New Microsoft Windows Home Media Server already outdated
Microsoft and HP have announce a new Windows Home Media Server that the two companies have been working on. Like similar devices already on sale, the Windows Home Server is designed to store and backup all of your media from several different PCs around the home, and distribute the content wherever it’s needed.
So far so good. However, the Home Media Server misses a trick or two – in fact, it completely misses the entire Web 2.0 revolution that’s been going on for some time, making the Home Server look a bit outdated even before it’s been released.
Microsoft Windows Home Media Server
First, some details. The Windows Home Media Server is designed to be a media hub, containing a four-bay SATA server that can sync all your iTunes from any connected server, and then serve them to any other connected PC when you want to hear them. Great for multiple-PC households (although there are no details on what DRM restrictions there are that may scupper such free and easy sharing).
All of your media can be backed up to the Home Media Server, and connecting to it is super-easy, so you don’t need advanced networking skills to set it up.
It’s not just your PCs that can connect ot the device, either. You can hook up XBoxes and even Macs and Linux machines (though the latter two will only see the media as files in a networked folder).
Home Media Server outdated already?
So why does the Windows Home Server seem outdated? Well, one of the features it offers is HP’s MediaSmart application, which is a remote photo-management program. This will let you split the server between public and private access, with public media accessible by your friends and family, who can log into the sever whenever at will. In this way, your friends and family can see the pics and videos that you designate as public whenever they like.
Now, call me confused (many people do!), but isn’t this what Flickr and a host of other Web 2.0 apps already let you do? You can upload your pics to Flickr (for free, mind!), and categorise them as public or private, and even restrict who gets to see the private ones. Better still, you don’t need to have your own media server constantly running in order for your friends to see them!
Indeed, one of the benefits of Web 2.0 is that what used to be on the desktop is migrating onto the web, with media being the first type of content making the transition. Images, music, even video, can all be bothe stored on the Web, and categorised, tagged, shared and even edited to your heart’s content, with the added benefit that it’s not just your friends and family that get to see your content, but an enitre community of people into the type of content you are.

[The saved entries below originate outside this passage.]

//! Dependency injection module using Shaku.

use crate::db::Database;
use crate::{CardStore, DatabasePool, DatabasePoolInterface, DatabasePoolParameters, SqlCardStore};
use keel_config::DatabaseConfig;
use keel_core::KeelResult;
use shaku::{module, HasComponent};
use std::sync::Arc;

// Card storage module: the pool and the store that runs its transactions.
module! {
    pub CardStoreModule {
        components = [
            DatabasePool,
            SqlCardStore,
        ],
        providers = [],
    }
}

/// Builds the card store module around an open [`Database`].
#[must_use]
pub fn build_card_store_module(db: Database) -> Arc<CardStoreModule> {
    let module = CardStoreModule::builder()
        .with_component_parameters::<DatabasePool>(DatabasePoolParameters { db })
        .build();

    Arc::new(module)
}

/// Connects to the configured database and builds the card store module.
pub async fn connect_card_store_module(config: &DatabaseConfig) -> KeelResult<Arc<CardStoreModule>> {
    let db = Database::connect(config).await?;
    Ok(build_card_store_module(db))
}

/// Resolves storage components from a module.
pub trait StoreResolver {
    /// Resolves the database pool from the module.
    fn database_pool(&self) -> Arc<dyn DatabasePoolInterface>;

    /// Resolves the card store from the module.
    fn card_store(&self) -> Arc<dyn CardStore>;
}

impl StoreResolver for CardStoreModule {
    fn database_pool(&self) -> Arc<dyn DatabasePoolInterface> {
        self.resolve()
    }

    fn card_store(&self) -> Arc<dyn CardStore> {
        self.resolve()
    }
}
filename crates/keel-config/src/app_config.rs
//! Application configuration structures.

use keel_core::TelemetryConfig;
use serde::{Deserialize, Serialize};
use std::time::Duration;

/// Root application configuration.
#[derive(Debug, Clone, Default, Serialize, Deserialize)]
pub struct AppConfig {
    /// Application name and metadata.
    #[serde(default)]
    pub app: AppMetadata,

    /// Database configuration.
    #[serde(default)]
    pub database: DatabaseConfig,

    /// Logging configuration.
    #[serde(default)]
    pub observability: TelemetryConfig,
}

/// Application metadata.
#[derive(Debug, Clone, Serialize, Deserialize)]
#[serde(default)]
pub struct AppMetadata {
    /// Application name.
    pub name: String,
    /// Application version.
    pub version: String,
    /// Environment (development, staging, production).
    pub environment: String,
}

impl Default for AppMetadata {
    fn default() -> Self {
        Self {
            name: "keel".to_string(),
            version: env!("CARGO_PKG_VERSION").to_string(),
            environment: "development".to_string(),
        }
    }
}

/// Database configuration.
///
/// The URL scheme selects the SQL dialect: `postgres://`/`postgresql://`,
/// `mysql://`/`mariadb://` or `sqlite:`.
#[derive(Debug, Clone, Serialize, Deserialize)]
#[serde(default)]
pub struct DatabaseConfig {
    /// Database URL.
    pub url: String,
    /// Minimum connection pool size.
    pub min_connections: u32,
    /// Maximum connection pool size.
    pub max_connections: u32,
    /// Connection timeout in seconds.
    pub connect_timeout_secs: u64,
    /// Idle timeout in seconds.
    pub idle_timeout_secs: u64,
}

impl Default for DatabaseConfig {
    fn default() -> Self {
        Self {
            url: "sqlite://keel.sqlite?mode=rwc".to_string(),
            min_connections: 1,
            max_connections: 10,
            connect_timeout_secs: 30,
            idle_timeout_secs: 600,
        }
    }
}

impl DatabaseConfig {
    /// Creates a configuration for the given URL with default pool settings.
    #[must_use]
    pub fn with_url(url: impl Into<String>) -> Self {
        Self {
            url: url.into(),
            ..Self::default()
        }
    }

    /// Returns the connect timeout as a Duration.
    #[must_use]
    pub const fn connect_timeout(&self) -> Duration {
        Duration::from_secs(self.connect_timeout_secs)
    }

    /// Returns the idle timeout as a Duration.
    #[must_use]
    pub const fn idle_timeout(&self) -> Duration {
        Duration::from_secs(self.idle_timeout_secs)
    }
}
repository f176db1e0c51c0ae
//! Named statement parameters.

use std::collections::BTreeMap;

/// A value bound to a named placeholder.
#[derive(Debug, Clone, PartialEq, Eq)]
pub enum Value {
    Int(i64),
    Text(String),
    Bytes(Vec<u8>),
}

impl From<i64> for Value {
    fn from(v: i64) -> Self {
        Self::Int(v)
    }
}

impl From<String> for Value {
    fn from(v: String) -> Self {
        Self::Text(v)
    }
}

impl From<&str> for Value {
    fn from(v: &str) -> Self {
        Self::Text(v.to_string())
    }
}

impl From<Vec<u8>> for Value {
    fn from(v: Vec<u8>) -> Self {
        Self::Bytes(v)
    }
}

impl From<&[u8]> for Value {
    fn from(v: &[u8]) -> Self {
        Self::Bytes(v.to_vec())
    }
}

/// Parameter set keyed by placeholder name (without the leading `:`).
#[derive(Debug, Clone, Default, PartialEq, Eq)]
pub struct Params {
    values: BTreeMap<String, Value>,
}

impl Params {
    #[must_use]
    pub fn new() -> Self {
        Self::default()
    }

    /// Adds a parameter, builder style.
    #[must_use]
    pub fn with(mut self, name: impl Into<String>, value: impl Into<Value>) -> Self {
        self.insert(name, value);
        self
    }

    /// Adds or replaces a parameter.
    pub fn insert(&mut self, name: impl Into<String>, value: impl Into<Value>) {
        self.values.insert(name.into(), value.into());
    }

    #[must_use]
    pub fn get(&self, name: &str) -> Option<&Value> {
        self.values.get(name)
    }

    #[must_use]
    pub fn len(&self) -> usize {
        self.values.len()
    }

    #[must_use]
    pub fn is_empty(&self) -> bool {
        self.values.is_empty()
    }
}
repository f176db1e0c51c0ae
//! Store trait definitions.

use async_trait::async_trait;
use keel_core::{Card, CreateCard, Interface, KeelResult};
use tokio::io::AsyncRead;

/// Readable card payload.
pub type CardReader = Box<dyn AsyncRead + Send + Unpin>;

/// Card store trait.
///
/// Every method runs as its own transaction: reads in a read-only one,
/// writes in a write-locked one. Errors from the driver are returned as-is;
/// single-row lookups that match nothing return [`KeelError::NotFound`].
///
/// [`KeelError::NotFound`]: keel_core::KeelError::NotFound
#[async_trait]
pub trait CardStore: Interface + Send + Sync {
    /// Finds the metadata of every card of a build, in no particular order.
    async fn find_cards_by_build(&self, build: i64) -> KeelResult<Vec<Card>>;

    /// Finds the card of a step.
    async fn find_card(&self, step: i64) -> KeelResult<Card>;

    /// Returns a reader over the payload of a card.
    async fn find_card_data(&self, id: i64) -> KeelResult<CardReader>;

    /// Persists a new card and stores its generated id in `card.id`.
    async fn create_card(&self, card: &mut CreateCard) -> KeelResult<()>;

    /// Deletes a card by id. Deleting a missing card is not an error.
    async fn delete_card(&self, id: i64) -> KeelResult<()>;
}
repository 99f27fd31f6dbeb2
//! Concrete adapter implementations for ports.

pub mod csv_adapter;
pub mod file_config_adapter;
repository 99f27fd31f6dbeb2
//! breakout — daily breakout strategy simulator.
//!
//! Hexagonal architecture: the simulation core lives in [`domain`], port traits
//! in [`ports`], concrete implementations in [`adapters`].

pub mod domain;
pub mod ports;
pub mod adapters;
pub mod cli;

Web 2.0 as a truly killer app
As such, this feature of the Windows Home Server is not only redundant, it strikes me as being singularly lame, as it pretends that Web 2.0 media sharing sites simply don’t exist – which, of course, is what Microsoft would prefer, as any desktop app that migrates onto the Web is another bit of functionality that you don’t need Windows for.
What would have been better is for the Windows Home Sever to integrate with these Web apps, enabling you to distribute your content not just around your home and to your friends and family, but to the entire world, should you wish.
Another benefit of Web 2.0 sharing is longevity – at some point, you’ll want to upgrade the Home Server, or, worse, it’ll simply stop working, whereas the Web 2.0 apps such as Flickr will keep on going for much longer (unless you can see Yahoo suddenly going out of business…no, me either!)
More and more people have an increasing online presence these days, and the torrent of new Web 2.0 apps that are being released daily will only increase the pace, with the result that our media will increasingly be shared online regardless of what home server equipment we have…which sort of makes the home server concept redundant.
So although the Windows Home Server is a nice bit of kit, particularly if you’re looking for a media hub, it’d be cheaper simply to buy a media streamer, a Network Attached Storage solution of some form (i.e. a big fat hard disk!) and get yourself a subscription to Flickr and the other Web 2.0 media sharing apps.
In summary, then – the Windows Media Server is a nice bit of kit, but about 2 years too late! HP’s version of Microsoft’s vision will be released in September, should you be tempted.